Task brief: For each line in the data below that holds "iter", return a copy.

Data provided:
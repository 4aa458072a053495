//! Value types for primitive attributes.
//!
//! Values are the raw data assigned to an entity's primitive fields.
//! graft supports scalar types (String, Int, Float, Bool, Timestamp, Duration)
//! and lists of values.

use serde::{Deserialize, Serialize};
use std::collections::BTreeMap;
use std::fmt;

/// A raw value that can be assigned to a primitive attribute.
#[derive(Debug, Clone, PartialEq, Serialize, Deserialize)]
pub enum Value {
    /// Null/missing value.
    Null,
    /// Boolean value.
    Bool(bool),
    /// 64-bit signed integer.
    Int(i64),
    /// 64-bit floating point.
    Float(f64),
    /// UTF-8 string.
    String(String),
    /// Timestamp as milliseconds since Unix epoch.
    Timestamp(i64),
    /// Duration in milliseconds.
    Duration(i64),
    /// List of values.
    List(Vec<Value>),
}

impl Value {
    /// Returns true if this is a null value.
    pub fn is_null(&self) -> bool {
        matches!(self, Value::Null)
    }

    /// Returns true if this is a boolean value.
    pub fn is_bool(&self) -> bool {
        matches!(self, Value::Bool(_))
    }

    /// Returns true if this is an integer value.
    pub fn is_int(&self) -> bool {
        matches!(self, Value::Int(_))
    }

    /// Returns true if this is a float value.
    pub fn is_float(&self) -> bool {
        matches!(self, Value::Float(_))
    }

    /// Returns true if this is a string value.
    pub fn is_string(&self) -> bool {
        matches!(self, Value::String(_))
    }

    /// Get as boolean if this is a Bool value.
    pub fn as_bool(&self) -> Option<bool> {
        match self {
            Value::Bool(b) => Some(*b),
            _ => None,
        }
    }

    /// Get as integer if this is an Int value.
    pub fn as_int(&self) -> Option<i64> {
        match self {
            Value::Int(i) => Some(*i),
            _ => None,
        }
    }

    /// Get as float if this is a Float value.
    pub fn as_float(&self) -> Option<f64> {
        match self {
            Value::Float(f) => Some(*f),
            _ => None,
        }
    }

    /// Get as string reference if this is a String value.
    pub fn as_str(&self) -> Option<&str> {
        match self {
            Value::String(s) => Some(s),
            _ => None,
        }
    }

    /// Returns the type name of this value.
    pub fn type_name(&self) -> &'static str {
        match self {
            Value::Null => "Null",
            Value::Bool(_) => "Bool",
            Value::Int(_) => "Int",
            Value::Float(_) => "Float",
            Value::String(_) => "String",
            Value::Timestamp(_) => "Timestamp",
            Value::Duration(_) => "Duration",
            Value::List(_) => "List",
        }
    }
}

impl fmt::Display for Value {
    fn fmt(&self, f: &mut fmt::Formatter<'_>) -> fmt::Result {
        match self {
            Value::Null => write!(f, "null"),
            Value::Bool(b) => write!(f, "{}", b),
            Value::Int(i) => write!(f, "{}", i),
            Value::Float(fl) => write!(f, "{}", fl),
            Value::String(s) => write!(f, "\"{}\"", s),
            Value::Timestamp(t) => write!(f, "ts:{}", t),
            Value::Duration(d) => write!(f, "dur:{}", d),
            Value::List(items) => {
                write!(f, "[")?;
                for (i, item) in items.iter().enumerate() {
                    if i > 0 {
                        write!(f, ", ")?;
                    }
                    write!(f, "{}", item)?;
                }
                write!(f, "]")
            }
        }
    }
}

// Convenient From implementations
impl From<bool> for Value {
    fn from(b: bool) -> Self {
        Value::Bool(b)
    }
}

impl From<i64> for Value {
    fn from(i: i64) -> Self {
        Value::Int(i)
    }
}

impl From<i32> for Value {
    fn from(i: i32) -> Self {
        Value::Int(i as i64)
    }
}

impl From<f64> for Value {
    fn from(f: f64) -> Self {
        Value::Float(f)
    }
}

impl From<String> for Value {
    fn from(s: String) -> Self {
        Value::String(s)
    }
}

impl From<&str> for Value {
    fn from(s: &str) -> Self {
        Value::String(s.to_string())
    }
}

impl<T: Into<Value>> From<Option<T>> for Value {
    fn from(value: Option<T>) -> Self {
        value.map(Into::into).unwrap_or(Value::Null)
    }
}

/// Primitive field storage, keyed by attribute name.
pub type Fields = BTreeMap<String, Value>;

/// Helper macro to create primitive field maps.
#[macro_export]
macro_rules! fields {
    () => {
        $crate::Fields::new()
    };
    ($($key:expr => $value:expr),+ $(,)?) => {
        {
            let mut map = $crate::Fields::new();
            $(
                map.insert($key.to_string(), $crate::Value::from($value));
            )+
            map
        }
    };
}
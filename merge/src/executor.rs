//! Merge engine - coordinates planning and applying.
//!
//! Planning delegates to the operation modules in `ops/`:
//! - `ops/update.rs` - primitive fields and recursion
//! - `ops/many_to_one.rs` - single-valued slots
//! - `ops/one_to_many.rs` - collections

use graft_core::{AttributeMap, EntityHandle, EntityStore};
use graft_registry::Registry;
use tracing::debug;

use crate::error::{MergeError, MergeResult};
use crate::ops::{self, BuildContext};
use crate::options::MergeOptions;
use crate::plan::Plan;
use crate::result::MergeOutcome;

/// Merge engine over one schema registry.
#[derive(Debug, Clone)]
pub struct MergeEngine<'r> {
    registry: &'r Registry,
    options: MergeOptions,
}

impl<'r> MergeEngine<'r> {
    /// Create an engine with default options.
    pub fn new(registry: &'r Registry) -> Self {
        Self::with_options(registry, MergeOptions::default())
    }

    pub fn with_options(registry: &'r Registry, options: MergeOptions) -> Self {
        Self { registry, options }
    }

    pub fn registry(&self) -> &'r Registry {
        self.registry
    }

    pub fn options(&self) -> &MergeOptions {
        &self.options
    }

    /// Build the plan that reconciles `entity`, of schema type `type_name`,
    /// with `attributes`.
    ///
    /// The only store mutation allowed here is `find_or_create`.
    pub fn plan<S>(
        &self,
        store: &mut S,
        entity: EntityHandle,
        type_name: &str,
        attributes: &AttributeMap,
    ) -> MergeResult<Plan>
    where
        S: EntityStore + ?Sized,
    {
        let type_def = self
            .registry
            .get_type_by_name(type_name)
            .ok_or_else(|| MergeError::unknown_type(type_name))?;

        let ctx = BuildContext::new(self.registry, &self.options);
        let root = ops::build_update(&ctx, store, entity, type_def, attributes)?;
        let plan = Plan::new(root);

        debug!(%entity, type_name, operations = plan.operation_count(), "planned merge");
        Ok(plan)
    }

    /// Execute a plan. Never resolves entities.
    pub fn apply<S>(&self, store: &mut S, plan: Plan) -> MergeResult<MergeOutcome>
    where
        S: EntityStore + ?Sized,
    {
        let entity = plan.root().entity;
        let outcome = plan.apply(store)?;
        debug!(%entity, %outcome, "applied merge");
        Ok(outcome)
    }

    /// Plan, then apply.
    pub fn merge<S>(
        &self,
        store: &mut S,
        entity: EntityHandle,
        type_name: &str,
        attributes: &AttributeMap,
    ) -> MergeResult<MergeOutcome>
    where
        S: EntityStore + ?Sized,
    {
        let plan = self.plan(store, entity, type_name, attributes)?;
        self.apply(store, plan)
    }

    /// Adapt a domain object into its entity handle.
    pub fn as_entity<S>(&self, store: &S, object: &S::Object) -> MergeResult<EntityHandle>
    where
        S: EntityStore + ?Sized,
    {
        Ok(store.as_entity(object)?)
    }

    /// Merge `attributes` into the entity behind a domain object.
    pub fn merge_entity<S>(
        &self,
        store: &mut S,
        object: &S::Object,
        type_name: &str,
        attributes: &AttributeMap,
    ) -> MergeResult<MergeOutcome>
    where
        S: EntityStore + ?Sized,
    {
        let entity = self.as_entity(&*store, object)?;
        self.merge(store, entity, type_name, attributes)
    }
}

==

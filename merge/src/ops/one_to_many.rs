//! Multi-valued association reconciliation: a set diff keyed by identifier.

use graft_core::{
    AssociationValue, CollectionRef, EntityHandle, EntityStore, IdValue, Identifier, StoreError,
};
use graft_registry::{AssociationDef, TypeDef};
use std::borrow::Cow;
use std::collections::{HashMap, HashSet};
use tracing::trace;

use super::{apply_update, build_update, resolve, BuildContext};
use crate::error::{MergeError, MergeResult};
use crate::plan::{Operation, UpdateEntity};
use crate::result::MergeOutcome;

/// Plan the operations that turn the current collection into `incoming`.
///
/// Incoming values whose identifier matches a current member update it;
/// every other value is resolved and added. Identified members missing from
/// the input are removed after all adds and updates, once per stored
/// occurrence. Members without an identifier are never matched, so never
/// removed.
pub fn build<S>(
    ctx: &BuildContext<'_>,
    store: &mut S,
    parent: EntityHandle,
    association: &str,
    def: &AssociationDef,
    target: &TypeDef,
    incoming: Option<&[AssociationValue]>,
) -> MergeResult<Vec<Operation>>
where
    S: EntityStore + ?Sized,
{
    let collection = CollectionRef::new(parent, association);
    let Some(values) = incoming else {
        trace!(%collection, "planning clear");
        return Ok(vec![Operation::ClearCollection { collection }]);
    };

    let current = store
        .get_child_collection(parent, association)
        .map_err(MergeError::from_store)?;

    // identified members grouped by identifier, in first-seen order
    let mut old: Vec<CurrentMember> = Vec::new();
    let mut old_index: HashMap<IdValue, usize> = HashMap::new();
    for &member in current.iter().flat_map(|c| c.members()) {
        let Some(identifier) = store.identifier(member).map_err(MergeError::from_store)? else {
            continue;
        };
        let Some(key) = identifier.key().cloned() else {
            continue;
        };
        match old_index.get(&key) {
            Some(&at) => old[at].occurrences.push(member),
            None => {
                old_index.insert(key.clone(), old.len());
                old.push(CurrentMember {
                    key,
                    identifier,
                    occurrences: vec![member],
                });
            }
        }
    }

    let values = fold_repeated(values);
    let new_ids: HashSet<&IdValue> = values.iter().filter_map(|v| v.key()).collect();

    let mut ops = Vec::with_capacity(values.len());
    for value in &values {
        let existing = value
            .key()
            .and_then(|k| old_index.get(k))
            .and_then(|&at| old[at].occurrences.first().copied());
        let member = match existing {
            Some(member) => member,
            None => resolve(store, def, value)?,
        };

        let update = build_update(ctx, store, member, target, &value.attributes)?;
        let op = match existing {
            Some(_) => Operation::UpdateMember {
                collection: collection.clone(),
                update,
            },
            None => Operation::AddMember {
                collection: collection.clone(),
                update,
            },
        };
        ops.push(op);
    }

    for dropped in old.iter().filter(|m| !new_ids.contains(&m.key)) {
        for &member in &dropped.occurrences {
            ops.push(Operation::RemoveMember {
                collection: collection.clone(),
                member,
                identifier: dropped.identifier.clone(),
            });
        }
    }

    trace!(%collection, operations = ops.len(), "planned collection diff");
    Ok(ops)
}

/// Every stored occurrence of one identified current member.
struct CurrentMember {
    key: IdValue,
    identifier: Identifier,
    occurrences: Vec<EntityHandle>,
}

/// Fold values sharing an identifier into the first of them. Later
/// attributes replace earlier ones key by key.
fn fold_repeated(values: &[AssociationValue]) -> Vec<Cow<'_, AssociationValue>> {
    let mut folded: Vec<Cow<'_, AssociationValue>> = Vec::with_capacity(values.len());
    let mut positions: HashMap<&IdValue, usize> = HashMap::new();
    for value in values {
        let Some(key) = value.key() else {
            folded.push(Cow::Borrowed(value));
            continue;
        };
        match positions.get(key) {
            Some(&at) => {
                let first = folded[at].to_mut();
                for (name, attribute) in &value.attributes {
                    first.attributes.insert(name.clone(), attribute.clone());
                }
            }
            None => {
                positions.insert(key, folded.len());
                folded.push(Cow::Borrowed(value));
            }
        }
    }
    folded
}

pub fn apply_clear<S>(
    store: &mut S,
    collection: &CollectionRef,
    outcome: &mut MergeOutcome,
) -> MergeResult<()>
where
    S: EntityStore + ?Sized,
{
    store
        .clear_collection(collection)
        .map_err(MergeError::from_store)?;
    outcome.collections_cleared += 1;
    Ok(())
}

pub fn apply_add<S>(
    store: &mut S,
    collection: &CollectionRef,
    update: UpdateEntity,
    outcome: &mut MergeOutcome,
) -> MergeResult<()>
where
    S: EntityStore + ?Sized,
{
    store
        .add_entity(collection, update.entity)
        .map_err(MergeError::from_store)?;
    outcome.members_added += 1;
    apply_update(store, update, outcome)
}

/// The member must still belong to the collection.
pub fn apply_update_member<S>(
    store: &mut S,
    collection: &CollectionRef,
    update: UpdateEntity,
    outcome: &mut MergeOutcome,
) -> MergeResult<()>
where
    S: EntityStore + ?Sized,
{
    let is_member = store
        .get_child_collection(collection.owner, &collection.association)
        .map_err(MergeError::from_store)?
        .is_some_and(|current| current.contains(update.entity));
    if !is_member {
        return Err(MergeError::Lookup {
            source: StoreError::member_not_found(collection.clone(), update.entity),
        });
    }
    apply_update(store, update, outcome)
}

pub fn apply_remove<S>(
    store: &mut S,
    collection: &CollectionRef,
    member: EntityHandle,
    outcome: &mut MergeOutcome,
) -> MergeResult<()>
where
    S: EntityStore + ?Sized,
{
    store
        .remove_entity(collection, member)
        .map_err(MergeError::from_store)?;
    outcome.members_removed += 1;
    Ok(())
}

---

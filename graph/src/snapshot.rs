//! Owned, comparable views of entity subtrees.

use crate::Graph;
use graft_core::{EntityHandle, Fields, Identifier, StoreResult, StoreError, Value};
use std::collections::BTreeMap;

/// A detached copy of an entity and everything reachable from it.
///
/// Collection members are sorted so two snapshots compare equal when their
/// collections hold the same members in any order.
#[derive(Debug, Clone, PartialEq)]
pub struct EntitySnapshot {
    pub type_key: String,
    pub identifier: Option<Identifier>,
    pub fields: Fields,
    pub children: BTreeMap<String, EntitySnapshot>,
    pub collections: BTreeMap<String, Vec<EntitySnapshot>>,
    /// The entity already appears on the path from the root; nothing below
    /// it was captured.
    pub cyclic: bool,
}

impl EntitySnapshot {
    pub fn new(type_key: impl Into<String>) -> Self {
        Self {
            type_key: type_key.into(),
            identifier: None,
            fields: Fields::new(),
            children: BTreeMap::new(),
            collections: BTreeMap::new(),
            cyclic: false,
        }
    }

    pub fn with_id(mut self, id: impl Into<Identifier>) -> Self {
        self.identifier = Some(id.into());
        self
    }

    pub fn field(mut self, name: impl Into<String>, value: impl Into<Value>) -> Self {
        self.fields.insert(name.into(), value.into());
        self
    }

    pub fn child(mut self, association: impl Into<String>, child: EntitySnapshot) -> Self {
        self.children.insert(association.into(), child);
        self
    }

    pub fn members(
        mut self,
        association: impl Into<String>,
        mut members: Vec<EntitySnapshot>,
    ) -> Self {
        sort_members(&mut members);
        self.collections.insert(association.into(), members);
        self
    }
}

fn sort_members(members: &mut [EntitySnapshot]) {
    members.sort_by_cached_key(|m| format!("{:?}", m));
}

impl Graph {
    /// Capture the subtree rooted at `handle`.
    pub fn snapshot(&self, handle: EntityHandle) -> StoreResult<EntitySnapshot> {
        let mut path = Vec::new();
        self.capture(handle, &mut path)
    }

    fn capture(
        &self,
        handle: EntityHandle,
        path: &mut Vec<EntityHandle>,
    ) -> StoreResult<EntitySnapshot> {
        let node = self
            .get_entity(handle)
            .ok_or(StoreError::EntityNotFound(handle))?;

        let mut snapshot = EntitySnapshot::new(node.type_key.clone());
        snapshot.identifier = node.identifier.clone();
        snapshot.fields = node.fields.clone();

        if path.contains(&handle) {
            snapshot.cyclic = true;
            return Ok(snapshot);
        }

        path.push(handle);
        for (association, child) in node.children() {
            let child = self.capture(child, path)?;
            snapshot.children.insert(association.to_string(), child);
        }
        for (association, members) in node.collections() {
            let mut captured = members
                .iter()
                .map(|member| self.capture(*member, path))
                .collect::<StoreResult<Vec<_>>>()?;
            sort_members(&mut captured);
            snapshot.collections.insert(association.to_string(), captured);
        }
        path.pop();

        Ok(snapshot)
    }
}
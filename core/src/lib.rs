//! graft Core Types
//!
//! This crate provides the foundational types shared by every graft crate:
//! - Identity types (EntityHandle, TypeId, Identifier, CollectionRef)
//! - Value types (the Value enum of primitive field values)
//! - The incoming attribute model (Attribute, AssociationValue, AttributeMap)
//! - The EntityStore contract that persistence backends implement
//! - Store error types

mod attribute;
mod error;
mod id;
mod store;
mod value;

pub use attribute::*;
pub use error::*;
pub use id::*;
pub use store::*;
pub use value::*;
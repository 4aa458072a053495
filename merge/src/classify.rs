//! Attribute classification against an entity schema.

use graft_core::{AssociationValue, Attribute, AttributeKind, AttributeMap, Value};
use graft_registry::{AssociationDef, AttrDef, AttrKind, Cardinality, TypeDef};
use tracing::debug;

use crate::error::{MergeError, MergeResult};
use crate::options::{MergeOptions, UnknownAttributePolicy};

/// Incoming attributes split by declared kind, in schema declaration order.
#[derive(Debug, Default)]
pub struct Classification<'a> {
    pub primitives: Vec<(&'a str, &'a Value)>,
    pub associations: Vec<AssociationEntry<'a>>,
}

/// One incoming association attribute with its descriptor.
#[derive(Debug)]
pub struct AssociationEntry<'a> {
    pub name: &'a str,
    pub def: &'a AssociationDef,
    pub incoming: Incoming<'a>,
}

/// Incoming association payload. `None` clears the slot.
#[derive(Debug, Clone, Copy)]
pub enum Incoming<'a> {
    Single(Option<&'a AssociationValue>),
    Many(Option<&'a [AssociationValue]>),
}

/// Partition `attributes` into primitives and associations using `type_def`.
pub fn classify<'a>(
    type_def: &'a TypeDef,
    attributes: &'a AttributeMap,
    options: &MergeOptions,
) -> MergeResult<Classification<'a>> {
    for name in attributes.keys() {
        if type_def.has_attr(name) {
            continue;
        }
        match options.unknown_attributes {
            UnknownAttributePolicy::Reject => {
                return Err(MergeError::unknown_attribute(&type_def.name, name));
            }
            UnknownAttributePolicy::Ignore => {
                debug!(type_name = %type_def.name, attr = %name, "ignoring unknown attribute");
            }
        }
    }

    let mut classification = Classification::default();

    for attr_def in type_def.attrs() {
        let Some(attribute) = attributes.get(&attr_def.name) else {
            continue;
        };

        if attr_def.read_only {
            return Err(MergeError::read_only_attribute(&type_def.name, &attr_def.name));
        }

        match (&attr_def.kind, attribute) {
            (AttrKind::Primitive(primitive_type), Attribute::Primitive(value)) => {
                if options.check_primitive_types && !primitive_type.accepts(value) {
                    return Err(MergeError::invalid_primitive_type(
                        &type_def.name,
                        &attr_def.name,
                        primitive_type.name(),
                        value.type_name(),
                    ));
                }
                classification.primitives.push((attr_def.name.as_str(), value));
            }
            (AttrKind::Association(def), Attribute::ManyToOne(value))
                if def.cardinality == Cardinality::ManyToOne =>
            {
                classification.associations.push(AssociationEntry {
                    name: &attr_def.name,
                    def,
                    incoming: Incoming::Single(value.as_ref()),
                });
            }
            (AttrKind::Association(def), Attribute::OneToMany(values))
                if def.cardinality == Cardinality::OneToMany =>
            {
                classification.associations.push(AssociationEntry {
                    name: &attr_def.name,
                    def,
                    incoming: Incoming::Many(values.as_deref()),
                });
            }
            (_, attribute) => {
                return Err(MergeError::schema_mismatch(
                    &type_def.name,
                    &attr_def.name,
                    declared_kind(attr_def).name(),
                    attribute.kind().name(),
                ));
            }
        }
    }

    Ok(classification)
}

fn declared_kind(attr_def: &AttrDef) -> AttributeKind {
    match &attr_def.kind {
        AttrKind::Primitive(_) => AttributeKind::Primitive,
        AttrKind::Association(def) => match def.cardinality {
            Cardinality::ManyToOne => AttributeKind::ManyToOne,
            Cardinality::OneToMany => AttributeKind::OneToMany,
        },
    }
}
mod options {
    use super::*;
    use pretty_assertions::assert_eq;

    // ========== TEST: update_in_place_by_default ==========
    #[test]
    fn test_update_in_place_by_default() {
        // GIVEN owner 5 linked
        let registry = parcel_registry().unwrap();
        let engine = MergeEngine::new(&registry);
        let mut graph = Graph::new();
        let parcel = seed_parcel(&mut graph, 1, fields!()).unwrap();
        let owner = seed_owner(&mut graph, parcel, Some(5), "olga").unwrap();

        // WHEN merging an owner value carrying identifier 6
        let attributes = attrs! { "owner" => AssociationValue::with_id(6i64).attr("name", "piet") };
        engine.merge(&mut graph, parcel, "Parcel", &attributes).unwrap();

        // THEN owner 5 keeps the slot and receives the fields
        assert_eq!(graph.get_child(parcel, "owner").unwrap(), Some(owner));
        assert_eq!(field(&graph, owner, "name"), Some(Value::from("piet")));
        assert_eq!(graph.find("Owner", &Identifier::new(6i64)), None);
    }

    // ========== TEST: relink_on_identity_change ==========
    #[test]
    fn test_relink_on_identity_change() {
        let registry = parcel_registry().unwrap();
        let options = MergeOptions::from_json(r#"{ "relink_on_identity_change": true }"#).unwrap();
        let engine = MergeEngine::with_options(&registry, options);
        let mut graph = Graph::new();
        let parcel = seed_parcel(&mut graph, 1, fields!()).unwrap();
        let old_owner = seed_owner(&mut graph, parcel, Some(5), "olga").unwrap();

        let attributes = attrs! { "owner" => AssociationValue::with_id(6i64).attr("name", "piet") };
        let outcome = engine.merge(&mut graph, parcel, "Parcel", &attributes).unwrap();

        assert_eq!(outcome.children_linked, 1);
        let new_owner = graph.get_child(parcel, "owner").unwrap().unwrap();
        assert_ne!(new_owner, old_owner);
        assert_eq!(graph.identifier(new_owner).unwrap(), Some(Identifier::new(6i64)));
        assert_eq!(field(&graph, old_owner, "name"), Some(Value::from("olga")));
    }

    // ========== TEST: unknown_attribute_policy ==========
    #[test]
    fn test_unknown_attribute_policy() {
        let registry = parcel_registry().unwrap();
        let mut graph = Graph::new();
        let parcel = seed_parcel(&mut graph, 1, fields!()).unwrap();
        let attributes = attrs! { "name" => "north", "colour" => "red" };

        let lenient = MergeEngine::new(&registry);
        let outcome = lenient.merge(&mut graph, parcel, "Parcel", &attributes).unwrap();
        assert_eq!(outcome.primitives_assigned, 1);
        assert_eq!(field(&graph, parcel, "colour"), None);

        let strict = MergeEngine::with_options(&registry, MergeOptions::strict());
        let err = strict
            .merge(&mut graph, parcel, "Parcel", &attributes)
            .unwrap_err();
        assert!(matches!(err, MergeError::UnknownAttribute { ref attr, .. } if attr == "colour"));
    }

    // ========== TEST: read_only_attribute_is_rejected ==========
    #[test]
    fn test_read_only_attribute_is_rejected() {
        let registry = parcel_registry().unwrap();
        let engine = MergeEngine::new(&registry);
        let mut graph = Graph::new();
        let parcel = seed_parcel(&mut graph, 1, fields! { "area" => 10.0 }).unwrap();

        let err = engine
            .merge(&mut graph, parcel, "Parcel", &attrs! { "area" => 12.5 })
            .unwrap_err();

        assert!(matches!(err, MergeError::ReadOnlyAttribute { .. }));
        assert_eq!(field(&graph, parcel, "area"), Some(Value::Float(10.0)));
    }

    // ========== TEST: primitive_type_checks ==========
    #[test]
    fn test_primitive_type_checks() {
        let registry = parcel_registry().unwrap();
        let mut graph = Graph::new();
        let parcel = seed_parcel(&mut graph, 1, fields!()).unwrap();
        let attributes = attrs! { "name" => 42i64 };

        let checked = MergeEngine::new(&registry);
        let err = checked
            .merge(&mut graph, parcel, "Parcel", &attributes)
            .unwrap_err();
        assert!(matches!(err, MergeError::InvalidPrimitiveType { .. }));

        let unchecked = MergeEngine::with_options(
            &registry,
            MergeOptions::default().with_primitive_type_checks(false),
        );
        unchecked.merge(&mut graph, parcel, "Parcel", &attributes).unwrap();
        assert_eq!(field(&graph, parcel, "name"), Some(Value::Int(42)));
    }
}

Response below:
                for (i, item) in items.iter().enumerate() {
    for &member in current.iter().flat_map(|c| c.members()) {
    let new_ids: HashSet<&IdValue> = values.iter().filter_map(|v| v.key()).collect();
    for dropped in old.iter().filter(|m| !new_ids.contains(&m.key)) {
                .iter()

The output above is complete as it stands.